Al despertar vio la luz en la ventana, inmediatamente el encargado del hotel abrió la puerta de un empujón y le gritó frenético: “¡ponente las zapatillas, dale pendeja!... ¡Te vas! ¡Vamos, fuera!” y ella pensó en la calle, el frío, la soledad y la pobreza. Se puso sus zapatos, apretó los puños y saco al perro de abajo de la cama, estaba en trance. Violentamente infantil, fuera del hotel, pateó al perro y caminó despacio hacia el Playland de la esquina, gritando mierda, engañada y sucia.
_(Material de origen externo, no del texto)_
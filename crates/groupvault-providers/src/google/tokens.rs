//! Per-identity OAuth token storage with refresh-on-resolve.
//!
//! Each authorized identity owns one credential blob file on disk.
//! Other components never see the raw token fields; they resolve the
//! identity into a short-lived [`CredentialHandle`] that is valid for
//! the duration of one operation.

use std::fs;
use std::path::{Path, PathBuf};

use chrono::{DateTime, Duration, Utc};
use serde::{Deserialize, Serialize};
use tracing::{debug, info};

use groupvault_core::Identity;

use crate::error::{ProviderError, ProviderResult};

use super::config::GoogleConfig;
use super::device::DeviceFlowClient;

/// A persisted OAuth token set for one identity.
#[derive(Debug, Clone, Serialize, Deserialize)]
pub struct TokenInfo {
    /// The access token for API requests.
    pub access_token: String,

    /// The refresh token for obtaining new access tokens.
    pub refresh_token: Option<String>,

    /// When the access token expires.
    pub expires_at: Option<DateTime<Utc>>,

    /// The OAuth scopes that were granted.
    pub scopes: Vec<String>,

    /// When the tokens were last refreshed.
    pub last_refresh: DateTime<Utc>,
}

impl TokenInfo {
    /// Creates a new token info from token-endpoint response data.
    pub fn new(
        access_token: impl Into<String>,
        refresh_token: Option<String>,
        expires_in_secs: Option<i64>,
        scopes: Vec<String>,
    ) -> Self {
        let expires_at = expires_in_secs.map(|secs| {
            // Refresh a minute before actual expiry.
            Utc::now() + Duration::seconds(secs) - Duration::seconds(60)
        });

        Self {
            access_token: access_token.into(),
            refresh_token,
            expires_at,
            scopes,
            last_refresh: Utc::now(),
        }
    }

    /// Returns true if the access token is expired or about to expire.
    pub fn is_expired(&self) -> bool {
        match self.expires_at {
            Some(expires_at) => Utc::now() >= expires_at,
            None => false,
        }
    }

    /// Updates the access token after a refresh.
    pub fn update_access_token(
        &mut self,
        access_token: impl Into<String>,
        expires_in_secs: Option<i64>,
    ) {
        self.access_token = access_token.into();
        self.expires_at = expires_in_secs
            .map(|secs| Utc::now() + Duration::seconds(secs) - Duration::seconds(60));
        self.last_refresh = Utc::now();
    }
}

/// A resolved, refresh-checked credential for one identity.
///
/// Valid for the duration of one operation; callers re-resolve rather
/// than caching the handle.
#[derive(Debug, Clone)]
pub struct CredentialHandle {
    pub identity: Identity,
    pub access_token: String,
}

/// File-backed credential store, one blob per authorized identity.
///
/// Blobs are written atomically (temp file + rename) with restrictive
/// permissions. One identity's blob may back any number of groups.
#[derive(Debug)]
pub struct CredentialStore {
    dir: PathBuf,
    oauth: DeviceFlowClient,
}

impl CredentialStore {
    /// Creates a store writing blobs under the configured data dir.
    pub fn new(config: GoogleConfig) -> Self {
        Self {
            dir: config.data_dir.clone(),
            oauth: DeviceFlowClient::new(config),
        }
    }

    /// Returns the blob path for an identity.
    pub fn blob_path(&self, identity: Identity) -> PathBuf {
        self.dir.join(format!("creds_{}.json", identity))
    }

    /// Loads the token blob for an identity, if one exists.
    pub fn load(&self, identity: Identity) -> ProviderResult<Option<TokenInfo>> {
        let path = self.blob_path(identity);
        if !path.exists() {
            return Ok(None);
        }

        let content = fs::read_to_string(&path).map_err(|e| {
            ProviderError::configuration(format!("failed to read credential blob: {}", e))
        })?;

        let tokens: TokenInfo = serde_json::from_str(&content).map_err(|e| {
            ProviderError::configuration(format!("failed to parse credential blob: {}", e))
        })?;

        Ok(Some(tokens))
    }

    /// Persists the token blob for an identity.
    pub fn save(&self, identity: Identity, tokens: &TokenInfo) -> ProviderResult<()> {
        fs::create_dir_all(&self.dir).map_err(|e| {
            ProviderError::configuration(format!("failed to create credential dir: {}", e))
        })?;

        let path = self.blob_path(identity);
        let temp_path = path.with_extension("json.tmp");
        let content = serde_json::to_string_pretty(tokens)
            .map_err(|e| ProviderError::internal(format!("failed to serialize tokens: {}", e)))?;

        fs::write(&temp_path, &content).map_err(|e| {
            ProviderError::configuration(format!("failed to write credential blob: {}", e))
        })?;

        fs::rename(&temp_path, &path).map_err(|e| {
            ProviderError::configuration(format!("failed to rename credential blob: {}", e))
        })?;

        #[cfg(unix)]
        {
            use std::os::unix::fs::PermissionsExt;
            let perms = fs::Permissions::from_mode(0o600);
            let _ = fs::set_permissions(&path, perms);
        }

        debug!(%identity, path = %path.display(), "saved credential blob");
        Ok(())
    }

    /// Resolves an identity into a usable credential handle.
    ///
    /// Refreshes an expired access token when a refresh token is
    /// present and re-persists the blob before returning. Surfaces
    /// `NotLinked` when no blob exists and `Revoked` when the provider
    /// rejects the refresh; in the revoked case the stale blob is left
    /// in place so a later manual retry can attempt refresh again.
    pub async fn resolve(&self, identity: Identity) -> ProviderResult<CredentialHandle> {
        let Some(mut tokens) = self.load(identity)? else {
            return Err(ProviderError::not_linked(format!(
                "no credential blob for identity {}",
                identity
            )));
        };

        if tokens.is_expired() {
            let Some(refresh_token) = tokens.refresh_token.clone() else {
                return Err(ProviderError::revoked(
                    "access token expired and no refresh token present",
                ));
            };

            debug!(%identity, "refreshing expired access token");
            let (access_token, expires_in) = self.oauth.refresh_token(&refresh_token).await?;
            tokens.update_access_token(access_token, expires_in);
            self.save(identity, &tokens)?;
            info!(%identity, "access token refreshed");
        }

        Ok(CredentialHandle {
            identity,
            access_token: tokens.access_token,
        })
    }

    /// Returns the directory blobs are stored under.
    pub fn dir(&self) -> &Path {
        &self.dir
    }
}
Cuando tenía 4 años su padre la había empujado y al caer se clavó una piedra en la mano, su padre volvió a patearla. Ella no tuvo tiempo de ponerse a llorar, sus manos y su cara estaban sucias también, apestaban a violencia.

Esa noche durmió en el parque, se sentía reina y poseedora de todo amor. Cortó más papel de diario y alimento el fuego de una de esas parrillitas blancas. Tuvo un sueño, ella podía volver y conformarse. Ahora era una reina, no tenía posibilidad de refunfuñar de ánimo, no tenía familia y vivía en un pantano. Estaba lista para enfrentarse al mundo otra vez.